═════ INPUT DATA ═════
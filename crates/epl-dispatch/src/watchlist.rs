//! HIGH-tier focus watch-list.

use chrono::{DateTime, Duration, Utc};
use epl_core::{CandidateId, Decision, Direction};
use epl_telemetry::Metrics;
use parking_lot::Mutex;
use rust_decimal::Decimal;
use serde::Serialize;
use std::collections::HashMap;
use tracing::debug;

/// Symbol under heightened attention.
#[derive(Debug, Clone, PartialEq, Serialize)]
pub struct FocusEntry {
    pub symbol: String,
    pub candidate_id: CandidateId,
    pub direction: Direction,
    pub quality_score: Decimal,
    pub added_at: DateTime<Utc>,
    pub expires_at: DateTime<Utc>,
}

/// One entry per symbol; re-adding refreshes it.
#[derive(Debug)]
pub struct FocusWatchList {
    ttl: Duration,
    entries: Mutex<HashMap<String, FocusEntry>>,
}

impl FocusWatchList {
    pub fn new(ttl: Duration) -> Self {
        Self {
            ttl,
            entries: Mutex::new(HashMap::new()),
        }
    }

    pub fn add(&self, decision: &Decision, quality_score: Decimal, now: DateTime<Utc>) {
        let entry = FocusEntry {
            symbol: decision.symbol.clone(),
            candidate_id: decision.candidate_id.clone(),
            direction: decision.direction,
            quality_score,
            added_at: now,
            expires_at: now + self.ttl,
        };
        let size = {
            let mut entries = self.entries.lock();
            entries.insert(entry.symbol.clone(), entry);
            entries.len()
        };
        Metrics::focus_watchlist_size(size);
        debug!(symbol = %decision.symbol, candidate_id = %decision.candidate_id, "Added to focus watch-list");
    }

    /// Live entries at `now`, most recent first.
    pub fn list(&self, now: DateTime<Utc>) -> Vec<FocusEntry> {
        let mut live: Vec<FocusEntry> = self
            .entries
            .lock()
            .values()
            .filter(|e| e.expires_at > now)
            .cloned()
            .collect();
        live.sort_by(|a, b| b.added_at.cmp(&a.added_at).then_with(|| a.symbol.cmp(&b.symbol)));
        live
    }

    pub fn contains(&self, symbol: &str, now: DateTime<Utc>) -> bool {
        self.entries
            .lock()
            .get(symbol)
            .is_some_and(|e| e.expires_at > now)
    }

    /// Drop expired entries. Returns how many were removed.
    pub fn prune(&self, now: DateTime<Utc>) -> usize {
        let (removed, size) = {
            let mut entries = self.entries.lock();
            let before = entries.len();
            entries.retain(|_, e| e.expires_at > now);
            (before - entries.len(), entries.len())
        };
        Metrics::focus_watchlist_size(size);
        removed
    }

    pub fn len(&self) -> usize {
        self.entries.lock().len()
    }

    pub fn is_empty(&self) -> bool {
        self.len() == 0
    }
}

#[cfg(test)]
mod tests {
    use super::*;
    use epl_core::{Action, ExecutionParams, Priority};
    use rust_decimal_macros::dec;

    fn decision(symbol: &str) -> Decision {
        Decision {
            candidate_id: CandidateId::new(),
            symbol: symbol.to_string(),
            direction: Direction::Long,
            action: Action::NewOrder,
            priority: Priority::High,
            reasoning: String::new(),
            confidence_delta: dec!(0.8),
            related_signal_id: None,
            execution_params: ExecutionParams::default(),
            decided_at: Utc::now(),
        }
    }

    #[test]
    fn test_entries_expire_after_ttl() {
        let list = FocusWatchList::new(Duration::hours(1));
        let now = Utc::now();
        list.add(&decision("BTCUSDT"), dec!(85), now);

        assert!(list.contains("BTCUSDT", now + Duration::minutes(59)));
        assert!(!list.contains("BTCUSDT", now + Duration::hours(1)));
        assert_eq!(list.list(now + Duration::hours(2)).len(), 0);

        assert_eq!(list.prune(now + Duration::hours(2)), 1);
        assert!(list.is_empty());
    }

    #[test]
    fn test_readd_refreshes_entry() {
        let list = FocusWatchList::new(Duration::hours(1));
        let now = Utc::now();
        list.add(&decision("BTCUSDT"), dec!(82), now);
        list.add(&decision("BTCUSDT"), dec!(88), now + Duration::minutes(30));

        assert_eq!(list.len(), 1);
        let live = list.list(now + Duration::minutes(80));
        assert_eq!(live.len(), 1);
        assert_eq!(live[0].quality_score, dec!(88));
    }
}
═════
YOUR INSTRUCTIONS —
When a line of the entries contains the word "FocusWatchList", it counts toward the total; reply with that total alone.

RESPONSE TO THE TASK —
4